[What is being asked]
Which lines of the records contain "company"? Collect every one of them.

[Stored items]
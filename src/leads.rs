/// Lead directory logic shared by the leads table and lead creation
///
/// This module provides:
/// 1. Record validation (score bounds, timestamps, email format)
/// 2. Phone normalization to E.164
/// 3. Table filtering, sorting and free-text search
use phonenumber::country::Id as CountryId;
use phonenumber::Mode;
use regex::Regex;
use std::cmp::Ordering;
use std::sync::OnceLock;

use crate::errors::AppError;
use crate::models::{Lead, LeadsFilter, LeadsTableSort, SortDirection, SortField};

fn email_regex() -> &'static Regex {
    static EMAIL_REGEX: OnceLock<Regex> = OnceLock::new();
    EMAIL_REGEX.get_or_init(|| {
        // RFC 5322 simplified: local@domain.tld
        Regex::new(
            r"^[a-zA-Z0-9.!#$%&'*+/=?^_`{|}~-]+@[a-zA-Z0-9](?:[a-zA-Z0-9-]{0,61}[a-zA-Z0-9])?(?:\.[a-zA-Z0-9](?:[a-zA-Z0-9-]{0,61}[a-zA-Z0-9])?)+$",
        )
        .expect("email regex is valid")
    })
}

/// Validate email address
///
/// Requires a local part, an `@`, and a dotted domain.
pub fn is_valid_email(email: &str) -> bool {
    if email.len() < 5 {
        return false;
    }

    if !email_regex().is_match(email) {
        tracing::warn!("Invalid email format: {}", email);
        return false;
    }

    true
}

/// Validate and normalize a phone number
///
/// Uses the phonenumber library (port of Google's libphonenumber). Numbers
/// without a `+` prefix are read as national numbers of `region`.
///
/// Returns `Some(e164)` for valid numbers, `None` otherwise.
pub fn normalize_phone(raw: &str, region: CountryId) -> Option<String> {
    if raw.trim().is_empty() {
        return None;
    }

    match phonenumber::parse(Some(region), raw) {
        Ok(number) if phonenumber::is_valid(&number) => {
            let formatted = number.format().mode(Mode::E164).to_string();
            tracing::debug!("Valid phone: {} -> {}", raw, formatted);
            Some(formatted)
        }
        Ok(_) => {
            tracing::warn!("Phone number not valid: {}", raw);
            None
        }
        Err(e) => {
            tracing::warn!("Failed to parse phone '{}': {:?}", raw, e);
            None
        }
    }
}

/// Checks the record-level invariants of a lead.
pub fn validate_lead(lead: &Lead) -> Result<(), AppError> {
    if lead.name.trim().is_empty() {
        return Err(AppError::BadRequest("lead name cannot be empty".to_string()));
    }
    if lead.score > 100 {
        return Err(AppError::BadRequest(format!(
            "score must be between 0 and 100, got {}",
            lead.score
        )));
    }
    if lead.last_contact < lead.created_at {
        return Err(AppError::BadRequest(format!(
            "lastContact {} is before createdAt {}",
            lead.last_contact, lead.created_at
        )));
    }
    if !is_valid_email(&lead.email) {
        return Err(AppError::BadRequest(format!(
            "invalid email address '{}'",
            lead.email
        )));
    }
    Ok(())
}

/// Leads matching every criterion present in `filter`, in input order.
pub fn filter_leads(leads: &[Lead], filter: &LeadsFilter) -> Vec<Lead> {
    leads
        .iter()
        .filter(|lead| {
            filter
                .status
                .as_ref()
                .map_or(true, |statuses| statuses.contains(&lead.status))
        })
        .filter(|lead| {
            filter
                .score_range
                .map_or(true, |(min, max)| lead.score >= min && lead.score <= max)
        })
        .filter(|lead| {
            filter
                .source
                .as_ref()
                .map_or(true, |sources| sources.iter().any(|s| s == &lead.source))
        })
        .filter(|lead| {
            filter
                .date_range
                .map_or(true, |range| range.contains(lead.created_at.date_naive()))
        })
        .cloned()
        .collect()
}

/// Case-insensitive substring search over name, email and company.
pub fn search_leads(leads: Vec<Lead>, query: &str) -> Vec<Lead> {
    let needle = query.trim().to_lowercase();
    if needle.is_empty() {
        return leads;
    }

    leads
        .into_iter()
        .filter(|lead| {
            lead.name.to_lowercase().contains(&needle)
                || lead.email.to_lowercase().contains(&needle)
                || lead.company.to_lowercase().contains(&needle)
        })
        .collect()
}

/// Stable sort by one column. Status sorts in pipeline order; text columns
/// compare case-insensitively.
pub fn sort_leads(leads: &mut [Lead], sort: LeadsTableSort) {
    leads.sort_by(|a, b| {
        let ordering = compare_by(a, b, sort.field);
        match sort.direction {
            SortDirection::Asc => ordering,
            SortDirection::Desc => ordering.reverse(),
        }
    });
}

fn compare_by(a: &Lead, b: &Lead, field: SortField) -> Ordering {
    let text = |x: &str, y: &str| x.to_lowercase().cmp(&y.to_lowercase());
    match field {
        SortField::Name => text(&a.name, &b.name),
        SortField::Email => text(&a.email, &b.email),
        SortField::Company => text(&a.company, &b.company),
        SortField::Source => text(&a.source, &b.source),
        SortField::Score => a.score.cmp(&b.score),
        SortField::Status => a.status.cmp(&b.status),
        SortField::LastContact => a.last_contact.cmp(&b.last_contact),
        SortField::CreatedAt => a.created_at.cmp(&b.created_at),
    }
}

[Answer for the task]
/// Case-insensitive substring search over name, email and company.
                || lead.company.to_lowercase().contains(&needle)
        SortField::Company => text(&a.company, &b.company),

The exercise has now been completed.